A similar operation of the same law in our nature must be taken into the account, when we would estimate the causes which contributed to misrepresent the Revolution of 1688 before the popular mind.

Nor must we forget another and most potent contribution to those causes in the efforts which were made, by the princes of the house of Hanover and their ministers, to mitigate the ardor of those liberal sentiments, to the strength of which the Guelphs were originally indebted for their seat upon the English throne. When the dynasty of Stuart had shrunk within the robes of a solitary, imbecile, old cardinal at Rome, and the pretense of pretenders had utterly vanished, the reigning house of England began to discourage all manifestations of opinion, in which the divine right of kings was called too sharply into question. The events of the French Revolution, adroitly turned by the tories to such good purpose, that they contrived to identify the triumph of their party with the preservation of England's independence, served well the new disposition of the royal coteries, and George III. seems to have forgotten himself, and to have made other and more sensible people forget, that he had been called to his throne by the virtue of the popular voice, rather than by the sacrosanct and mysterious election of birth.

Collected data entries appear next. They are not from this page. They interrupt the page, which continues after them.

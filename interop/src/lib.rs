use anyhow::{ensure, Result};
use bls::{SecretKey, SecretKeyBytes};
use hex_literal::hex;
use im::Vector;
use num_bigint::BigUint;
use types::{
    config::Config,
    phase0::{
        beacon_state::BeaconState,
        consts::{FAR_FUTURE_EPOCH, GENESIS_EPOCH},
        containers::{BeaconBlockBody, BeaconBlockHeader, Validator},
        primitives::{UnixSeconds, ValidatorIndex, H256},
    },
    traits::HashTreeRoot as _,
};

/// <https://github.com/ethereum/eth2.0-pm/tree/b7c76e7a9d036ce73ca6aa0b7065db92f7728f41/interop/mocked_start#create-genesis-state>
const QUICK_START_ETH1_BLOCK_HASH: H256 = H256([0x42; 32]);

/// <https://github.com/ethereum/eth2.0-pm/tree/b7c76e7a9d036ce73ca6aa0b7065db92f7728f41/interop/mocked_start#create-genesis-state>
const QUICK_START_ETH1_BLOCK_TIMESTAMP: UnixSeconds = 1 << 40;

/// <https://github.com/ethereum/eth2.0-pm/tree/b7c76e7a9d036ce73ca6aa0b7065db92f7728f41/interop/mocked_start#pubkeyprivkey-generation>
///
/// Encoded in binary to avoid parsing a decimal string at runtime.
const CURVE_ORDER: &[u8] =
    &hex!("73eda753299d7d483339d80809a1d80553bda402fffe5bfeffffffff00000001");

/// Genesis state with `validator_count` validators using the interop keys, all active from
/// genesis with the maximum effective balance.
pub fn quick_start_beacon_state(config: &Config, validator_count: u64) -> Result<BeaconState> {
    ensure!(validator_count > 0, "genesis state must have at least one validator");

    let validators = (0..validator_count)
        .map(|index| Validator {
            pubkey: secret_key(index).to_public_key().into(),
            effective_balance: config.max_effective_balance,
            slashed: false,
            activation_epoch: GENESIS_EPOCH,
            exit_epoch: FAR_FUTURE_EPOCH,
        })
        .collect::<Vector<_>>();

    let balances = validators
        .iter()
        .map(|validator| validator.effective_balance)
        .collect();

    let historical_length = usize::try_from(config.slots_per_historical_root.get())?;
    let randao_length = usize::try_from(config.epochs_per_historical_vector.get())?;

    Ok(BeaconState {
        genesis_time: QUICK_START_ETH1_BLOCK_TIMESTAMP,
        genesis_validators_root: validators.hash_tree_root(),
        latest_block_header: BeaconBlockHeader {
            body_root: BeaconBlockBody::default().hash_tree_root(),
            ..BeaconBlockHeader::default()
        },
        block_roots: vec![H256::zero(); historical_length].into(),
        state_roots: vec![H256::zero(); historical_length].into(),
        validators,
        balances,
        randao_mixes: vec![QUICK_START_ETH1_BLOCK_HASH; randao_length].into(),
        ..BeaconState::default()
    })
}

/// <https://github.com/ethereum/eth2.0-pm/tree/b7c76e7a9d036ce73ca6aa0b7065db92f7728f41/interop/mocked_start#pubkeyprivkey-generation>
#[must_use]
pub fn secret_key(validator_index: ValidatorIndex) -> SecretKey {
    let index_hash = hashing::hash_256(validator_index.hash_tree_root());
    let curve_order = BigUint::from_bytes_be(CURVE_ORDER);
    let secret_key_uint = BigUint::from_bytes_le(index_hash.as_bytes()) % &curve_order;
    let unpadded = secret_key_uint.to_bytes_be();
    let mut padded = SecretKeyBytes::default();
    padded[size_of::<SecretKeyBytes>() - unpadded.len()..].copy_from_slice(unpadded.as_slice());
    padded
        .try_into()
        .expect("the algorithm given in the standard should produce valid secret keys")
}
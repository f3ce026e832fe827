//! Signature sets extracted from blocks so that they can be verified in one batch.

use anyhow::{ensure, Result};
use bls::{PublicKey, Signature, SignatureBytes};
use rayon::iter::{IntoParallelRefIterator as _, ParallelIterator as _};
use types::{
    config::Config,
    phase0::{
        containers::{Attestation, SignedBeaconBlock, SignedVoluntaryExit},
        primitives::H256,
    },
};

use crate::{
    context::StateContext,
    error::{Error, SignatureKind},
    misc,
    signing::{RandaoEpoch, SignForState},
};

/// One signature over `signing_root` by the aggregate of `public_keys`.
#[derive(Clone, Debug)]
pub struct SignatureSet {
    pub kind: SignatureKind,
    pub public_keys: Vec<PublicKey>,
    pub signing_root: H256,
    pub signature: SignatureBytes,
}

impl SignatureSet {
    fn single(
        kind: SignatureKind,
        public_key: PublicKey,
        signing_root: H256,
        signature: SignatureBytes,
    ) -> Self {
        Self {
            kind,
            public_keys: vec![public_key],
            signing_root,
            signature,
        }
    }

    fn aggregate_public_key(&self) -> Option<PublicKey> {
        match self.public_keys.as_slice() {
            [public_key] => Some(*public_key),
            public_keys => PublicKey::aggregate_nonempty(public_keys).ok(),
        }
    }
}

pub fn proposer_signature_set(
    config: &Config,
    context: &StateContext,
    block: &SignedBeaconBlock,
) -> Result<SignatureSet> {
    let message = block.message();
    let proposer_index = context.epoch_context().proposer_index(message.slot)?;
    let public_key = *context.epoch_context().public_key(proposer_index)?;

    Ok(SignatureSet::single(
        SignatureKind::Block,
        public_key,
        message.signing_root(config, context.state()),
        block.signature,
    ))
}

pub fn randao_signature_set(
    config: &Config,
    context: &StateContext,
    block: &SignedBeaconBlock,
) -> Result<SignatureSet> {
    let message = block.message();
    let proposer_index = context.epoch_context().proposer_index(message.slot)?;
    let public_key = *context.epoch_context().public_key(proposer_index)?;
    let epoch = misc::compute_epoch_at_slot(config, message.slot);

    Ok(SignatureSet::single(
        SignatureKind::Randao,
        public_key,
        RandaoEpoch::from(epoch).signing_root(config, context.state()),
        message.body.randao_reveal,
    ))
}

pub fn attestation_signature_set(
    config: &Config,
    context: &StateContext,
    attestation: &Attestation,
) -> Result<SignatureSet> {
    ensure!(
        !attestation.attesting_indices.is_empty(),
        Error::NoParticipants(SignatureKind::Attestation),
    );

    let public_keys = attestation
        .attesting_indices
        .iter()
        .map(|index| context.epoch_context().public_key(*index).copied())
        .collect::<Result<_>>()?;

    Ok(SignatureSet {
        kind: SignatureKind::Attestation,
        public_keys,
        signing_root: attestation.data.signing_root(config, context.state()),
        signature: attestation.signature,
    })
}

pub fn voluntary_exit_signature_set(
    config: &Config,
    context: &StateContext,
    signed_exit: &SignedVoluntaryExit,
) -> Result<SignatureSet> {
    let public_key = *context
        .epoch_context()
        .public_key(signed_exit.message.validator_index)?;

    Ok(SignatureSet::single(
        SignatureKind::VoluntaryExit,
        public_key,
        signed_exit.message.signing_root(config, context.state()),
        signed_exit.signature,
    ))
}

/// Every signature set in `block`, with the proposer signature first.
///
/// `context` must be in the same epoch as `block`.
pub fn get_all_block_signature_sets(
    config: &Config,
    context: &StateContext,
    block: &SignedBeaconBlock,
) -> Result<Vec<SignatureSet>> {
    let mut sets = vec![proposer_signature_set(config, context, block)?];
    sets.extend(get_all_block_signature_sets_except_proposer(config, context, block)?);
    Ok(sets)
}

/// Like [`get_all_block_signature_sets`] but without the proposer signature.
///
/// Used when the proposer signature was already checked, e.g. on gossip.
pub fn get_all_block_signature_sets_except_proposer(
    config: &Config,
    context: &StateContext,
    block: &SignedBeaconBlock,
) -> Result<Vec<SignatureSet>> {
    let body = &block.message().body;
    let mut sets = Vec::with_capacity(1 + body.attestations.len() + body.voluntary_exits.len());

    sets.push(randao_signature_set(config, context, block)?);

    for attestation in &body.attestations {
        sets.push(attestation_signature_set(config, context, attestation)?);
    }

    for signed_exit in &body.voluntary_exits {
        sets.push(voluntary_exit_signature_set(config, context, signed_exit)?);
    }

    Ok(sets)
}

/// Verifies all `sets` together. Returns `true` for an empty batch.
///
/// Malformed signatures and empty key sets make the whole batch invalid.
#[must_use]
pub fn verify_signature_sets(sets: &[SignatureSet]) -> bool {
    if sets.is_empty() {
        return true;
    }

    let parsed = sets
        .par_iter()
        .map(|set| {
            let signature = Signature::try_from(set.signature).ok()?;
            let public_key = set.aggregate_public_key()?;
            Some((signature, public_key))
        })
        .collect::<Option<Vec<_>>>();

    let Some(parsed) = parsed else {
        return false;
    };

    if let [(signature, public_key)] = parsed.as_slice() {
        return signature.verify(sets[0].signing_root, public_key);
    }

    let messages = sets.iter().map(|set| set.signing_root.as_bytes());
    let signatures = parsed.iter().map(|(signature, _)| signature);
    let public_keys = parsed.iter().map(|(_, public_key)| public_key);

    Signature::multi_verify(messages, signatures, public_keys)
}

#[cfg(test)]
mod tests {
    use types::phase0::containers::{BeaconBlock, BeaconBlockBody};

    use super::*;

    fn signed_set(index: u64, signing_root: H256) -> SignatureSet {
        let secret_key = interop::secret_key(index);

        SignatureSet::single(
            SignatureKind::Block,
            secret_key.to_public_key(),
            signing_root,
            secret_key.sign(signing_root).into(),
        )
    }

    #[test]
    fn empty_batch_is_valid() {
        assert!(verify_signature_sets(&[]));
    }

    #[test]
    fn batch_of_valid_sets_is_valid() {
        let sets = [
            signed_set(0, H256::repeat_byte(1)),
            signed_set(1, H256::repeat_byte(2)),
            signed_set(2, H256::repeat_byte(3)),
        ];

        assert!(verify_signature_sets(&sets[..1]));
        assert!(verify_signature_sets(&sets));
    }

    #[test]
    fn one_bad_set_invalidates_the_batch() {
        let mut sets = vec![
            signed_set(0, H256::repeat_byte(1)),
            signed_set(1, H256::repeat_byte(2)),
        ];

        sets[1].signing_root = H256::repeat_byte(9);

        assert!(!verify_signature_sets(&sets));
    }

    #[test]
    fn malformed_signature_invalidates_the_batch() {
        let mut set = signed_set(0, H256::repeat_byte(1));
        set.signature = SignatureBytes::zero();

        assert!(!verify_signature_sets(&[set]));
    }

    #[test]
    fn aggregate_sets_are_checked_against_every_participant() -> Result<()> {
        let signing_root = H256::repeat_byte(4);
        let secret_keys = [interop::secret_key(0), interop::secret_key(1)];

        let signatures = secret_keys
            .iter()
            .map(|secret_key| secret_key.sign(signing_root))
            .collect::<Vec<_>>();

        let set = SignatureSet {
            kind: SignatureKind::Attestation,
            public_keys: secret_keys.iter().map(bls::SecretKey::to_public_key).collect(),
            signing_root,
            signature: Signature::aggregate(&signatures)?.into(),
        };

        let mut missing_participant = set.clone();
        missing_participant.public_keys.pop();

        assert!(verify_signature_sets(&[set]));
        assert!(!verify_signature_sets(&[missing_participant]));

        Ok(())
    }

    #[test]
    fn block_sets_name_the_proposer_first() -> Result<()> {
        let config = Config::minimal();
        let state = interop::quick_start_beacon_state(&config, 8)?;
        let context = StateContext::new(&config, state)?;

        let block = SignedBeaconBlock {
            message: BeaconBlock {
                slot: 1,
                proposer_index: context.epoch_context().proposer_index(1)?,
                body: BeaconBlockBody::default(),
                ..BeaconBlock::default()
            },
            signature: SignatureBytes::zero(),
        };

        let all = get_all_block_signature_sets(&config, &context, &block)?;
        let except_proposer = get_all_block_signature_sets_except_proposer(&config, &context, &block)?;

        assert_eq!(all.len(), 2);
        assert_eq!(all[0].kind, SignatureKind::Block);
        assert_eq!(all[1].kind, SignatureKind::Randao);
        assert_eq!(except_proposer.len(), 1);

        Ok(())
    }
}
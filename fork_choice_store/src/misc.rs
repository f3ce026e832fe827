use types::phase0::{
    containers::Checkpoint,
    primitives::{Epoch, Slot, H256},
};

/// A block as seen by fork choice.
#[derive(Clone, Copy, PartialEq, Eq, Debug)]
pub struct BlockNode {
    pub block_root: H256,
    pub parent_root: H256,
    pub slot: Slot,
    pub state_root: H256,
    pub justified_checkpoint: Checkpoint,
    pub finalized_checkpoint: Checkpoint,
}

#[derive(Clone, Copy, PartialEq, Eq, Debug)]
pub struct LatestMessage {
    pub epoch: Epoch,
    pub root: H256,
}

#[derive(Clone, Copy, PartialEq, Eq, Debug)]
pub enum ApplyBlockChanges {
    /// The block was already in the store. Nothing changed.
    AlreadyPresent,
    CanonicalChainExtended {
        finalized_checkpoint_updated: bool,
    },
    Reorganized {
        finalized_checkpoint_updated: bool,
        old_head: BlockNode,
    },
    AlternateChainExtended {
        finalized_checkpoint_updated: bool,
    },
}

impl ApplyBlockChanges {
    #[must_use]
    pub const fn is_finalized_checkpoint_updated(&self) -> bool {
        match *self {
            Self::AlreadyPresent => false,
            Self::CanonicalChainExtended {
                finalized_checkpoint_updated,
            }
            | Self::Reorganized {
                finalized_checkpoint_updated,
                ..
            }
            | Self::AlternateChainExtended {
                finalized_checkpoint_updated,
            } => finalized_checkpoint_updated,
        }
    }
}
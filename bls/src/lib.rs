//! BLS12-381 signatures as used by the beacon chain (public keys in G1, signatures in G2).
//!
//! Only the [`blst`] backend is supported.

pub use crate::{
    consts::DOMAIN_SEPARATION_TAG,
    error::Error,
    public_key::PublicKey,
    public_key_bytes::PublicKeyBytes,
    secret_key::{SecretKey, SecretKeyBytes},
    signature::Signature,
    signature_bytes::SignatureBytes,
};

pub type AggregatePublicKey = PublicKey;
pub type AggregateSignature = Signature;

mod consts;
mod error;
mod public_key;
mod public_key_bytes;
mod secret_key;
mod signature;
mod signature_bytes;
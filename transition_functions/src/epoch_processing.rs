use std::collections::HashSet;

use anyhow::Result;
use helper_functions::{accessors, predicates};
use im::Vector;
use types::{
    config::Config,
    phase0::{
        beacon_state::BeaconState,
        consts::GENESIS_EPOCH,
        containers::{Checkpoint, PendingAttestation},
        primitives::{Epoch, Gwei, ValidatorIndex},
    },
};

pub fn process_epoch(config: &Config, state: &mut BeaconState) -> Result<()> {
    process_justification_and_finalization(config, state)?;
    process_randao_mixes_reset(config, state);
    process_participation_record_updates(state);
    Ok(())
}

fn process_justification_and_finalization(config: &Config, state: &mut BeaconState) -> Result<()> {
    if !should_process_justification_and_finalization(config, state) {
        return Ok(());
    }

    let previous_epoch = accessors::get_previous_epoch(config, state);
    let current_epoch = accessors::get_current_epoch(config, state);

    let previous_epoch_target_balance = get_target_balance(
        config,
        state,
        &state.previous_epoch_attestations,
        previous_epoch,
    )?;

    let current_epoch_target_balance = get_target_balance(
        config,
        state,
        &state.current_epoch_attestations,
        current_epoch,
    )?;

    let current_epoch_active_balance = accessors::get_total_active_balance(state, current_epoch);

    weigh_justification_and_finalization(
        config,
        state,
        current_epoch_active_balance,
        previous_epoch_target_balance,
        current_epoch_target_balance,
    )
}

fn should_process_justification_and_finalization(config: &Config, state: &BeaconState) -> bool {
    // Initial checkpoints have a zero root.
    // Updates are skipped in the first two epochs to avoid modifying it.
    GENESIS_EPOCH + 1 < accessors::get_current_epoch(config, state)
}

/// Total effective balance of unslashed validators that voted for the checkpoint of `epoch`.
fn get_target_balance(
    config: &Config,
    state: &BeaconState,
    attestations: &Vector<PendingAttestation>,
    epoch: Epoch,
) -> Result<Gwei> {
    let target_root = accessors::get_block_root(config, state, epoch)?;

    let attesters = attestations
        .iter()
        .filter(|attestation| attestation.data.target.root == target_root)
        .flat_map(|attestation| attestation.attesting_indices.iter().copied())
        .collect::<HashSet<ValidatorIndex>>();

    let balance = attesters
        .into_iter()
        .filter_map(|index| state.validators.get(usize::try_from(index).ok()?))
        .filter(|validator| !validator.slashed && predicates::is_active_validator(validator, epoch))
        .map(|validator| validator.effective_balance)
        .sum();

    Ok(balance)
}

fn weigh_justification_and_finalization(
    config: &Config,
    state: &mut BeaconState,
    current_epoch_active_balance: Gwei,
    previous_epoch_target_balance: Gwei,
    current_epoch_target_balance: Gwei,
) -> Result<()> {
    let previous_epoch = accessors::get_previous_epoch(config, state);
    let current_epoch = accessors::get_current_epoch(config, state);
    let old_previous_justified_checkpoint = state.previous_justified_checkpoint;
    let old_current_justified_checkpoint = state.current_justified_checkpoint;

    // Process justifications
    state.previous_justified_checkpoint = state.current_justified_checkpoint;
    state.justification_bits.shift_up_by_1();

    for (epoch, bit, target_balance) in [
        (previous_epoch, 1, previous_epoch_target_balance),
        (current_epoch, 0, current_epoch_target_balance),
    ] {
        if target_balance * 3 >= current_epoch_active_balance * 2 {
            let root = accessors::get_block_root(config, state, epoch)?;
            state.current_justified_checkpoint = Checkpoint { epoch, root };
            state.justification_bits.set(bit, true);
        }
    }

    // Process finalizations
    let bits = state.justification_bits;

    // The 2nd/3rd/4th most recent epochs are justified, the 2nd using the 4th as source
    if bits.all(1..4) && old_previous_justified_checkpoint.epoch + 3 == current_epoch {
        state.finalized_checkpoint = old_previous_justified_checkpoint;
    }

    // The 2nd/3rd most recent epochs are justified, the 2nd using the 3rd as source
    if bits.all(1..3) && old_previous_justified_checkpoint.epoch + 2 == current_epoch {
        state.finalized_checkpoint = old_previous_justified_checkpoint;
    }

    // The 1st/2nd/3rd most recent epochs are justified, the 1st using the 3rd as source
    if bits.all(0..3) && old_current_justified_checkpoint.epoch + 2 == current_epoch {
        state.finalized_checkpoint = old_current_justified_checkpoint;
    }

    // The 1st/2nd most recent epochs are justified, the 1st using the 2nd as source
    if bits.all(0..2) && old_current_justified_checkpoint.epoch + 1 == current_epoch {
        state.finalized_checkpoint = old_current_justified_checkpoint;
    }

    Ok(())
}

fn process_randao_mixes_reset(config: &Config, state: &mut BeaconState) {
    let current_epoch = accessors::get_current_epoch(config, state);
    let next_epoch = current_epoch + 1;
    let mix = accessors::get_randao_mix(config, state, current_epoch);

    state
        .randao_mixes
        .set(accessors::randao_index(config, next_epoch), mix);
}

fn process_participation_record_updates(state: &mut BeaconState) {
    state.previous_epoch_attestations = core::mem::take(&mut state.current_epoch_attestations);
}

#[cfg(test)]
mod tests {
    use types::phase0::primitives::H256;

    use super::*;

    fn state_at_end_of_epoch(config: &Config, epoch: Epoch) -> Result<BeaconState> {
        let mut state = interop::quick_start_beacon_state(config, 4)?;

        state.slot = (epoch + 1) * config.slots_per_epoch() - 1;

        for (index, root) in state.block_roots.iter_mut().enumerate() {
            *root = H256::from_low_u64_be(index as u64 + 1);
        }

        Ok(state)
    }

    fn votes(config: &Config, state: &BeaconState, epoch: Epoch, indices: &[ValidatorIndex]) -> Result<PendingAttestation> {
        let mut attestation = PendingAttestation {
            attesting_indices: indices.to_vec(),
            ..PendingAttestation::default()
        };

        attestation.data.target = Checkpoint {
            epoch,
            root: accessors::get_block_root(config, state, epoch)?,
        };

        Ok(attestation)
    }

    #[test]
    fn supermajority_justifies_current_epoch() -> Result<()> {
        let config = Config::minimal();
        let mut state = state_at_end_of_epoch(&config, 2)?;

        let attestation = votes(&config, &state, 2, &[0, 1, 2])?;
        state.current_epoch_attestations.push_back(attestation);

        process_epoch(&config, &mut state)?;

        assert_eq!(state.current_justified_checkpoint.epoch, 2);
        assert!(state.justification_bits.get(0));
        assert!(state.current_epoch_attestations.is_empty());
        assert_eq!(state.previous_epoch_attestations.len(), 1);

        Ok(())
    }

    #[test]
    fn minority_does_not_justify() -> Result<()> {
        let config = Config::minimal();
        let mut state = state_at_end_of_epoch(&config, 2)?;

        let attestation = votes(&config, &state, 2, &[0, 1])?;
        state.current_epoch_attestations.push_back(attestation);

        process_epoch(&config, &mut state)?;

        assert_eq!(state.current_justified_checkpoint, Checkpoint::default());
        assert!(!state.justification_bits.get(0));

        Ok(())
    }

    #[test]
    fn duplicate_votes_are_counted_once() -> Result<()> {
        let config = Config::minimal();
        let mut state = state_at_end_of_epoch(&config, 2)?;

        for _ in 0..3 {
            let attestation = votes(&config, &state, 2, &[0, 1])?;
            state.current_epoch_attestations.push_back(attestation);
        }

        process_epoch(&config, &mut state)?;

        assert!(!state.justification_bits.get(0));

        Ok(())
    }

    #[test]
    fn consecutive_justification_finalizes_previous_checkpoint() -> Result<()> {
        let config = Config::minimal();
        let mut state = state_at_end_of_epoch(&config, 3)?;
        let justified = Checkpoint {
            epoch: 2,
            root: accessors::get_block_root(&config, &state, 2)?,
        };

        state.current_justified_checkpoint = justified;
        state.justification_bits.set(0, true);

        let attestation = votes(&config, &state, 3, &[0, 1, 2, 3])?;
        state.current_epoch_attestations.push_back(attestation);

        process_epoch(&config, &mut state)?;

        assert_eq!(state.current_justified_checkpoint.epoch, 3);
        assert_eq!(state.finalized_checkpoint, justified);

        Ok(())
    }

    #[test]
    fn first_epochs_are_not_weighed() -> Result<()> {
        let config = Config::minimal();
        let mut state = state_at_end_of_epoch(&config, 1)?;

        let attestation = votes(&config, &state, 1, &[0, 1, 2, 3])?;
        state.current_epoch_attestations.push_back(attestation);

        process_epoch(&config, &mut state)?;

        assert_eq!(state.current_justified_checkpoint, Checkpoint::default());

        Ok(())
    }

    #[test]
    fn randao_mix_is_carried_into_next_epoch() -> Result<()> {
        let config = Config::minimal();
        let mut state = state_at_end_of_epoch(&config, 0)?;

        state.randao_mixes.set(0, H256::repeat_byte(7));

        process_epoch(&config, &mut state)?;

        assert_eq!(state.randao_mixes[1], H256::repeat_byte(7));

        Ok(())
    }
}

The splendid victory which popular rights won in these colonies, and the gradual development of just and natural ideas of government, which has been going on in England ever since the peace of 1815, had prepared the way for such an assertion of the truth, in regard to the events of 1688, as Mr. Macaulay had it in his mind to make.

In his first volume, Mr. Macaulay opened clearly a view of the highway

along which England advanced to the crisis of her national destiny.

England, in the middle ages, was indeed, "merry England," the most prosperous country of Europe. All foreign writers who spoke of England, in comparison with the nations of the continent, bore witness to this fact. Froissart attributes the proud and indomitable temper of the English, "the most dangerous and outrageous people in the universe," to the way in which "all sorts of people, laborers and merchants, have contrived to live without mutual war, to conduct their trade, and to do their work in peace and quiet." Comines, writing during the terrible war of the Roses, declared, "that among all the states in the world, that one in which public affairs are best regulated, and the people least given to internal violence, and the fewest buildings demolished or damaged by war, is England. In England the troubles of war fall on those who make it."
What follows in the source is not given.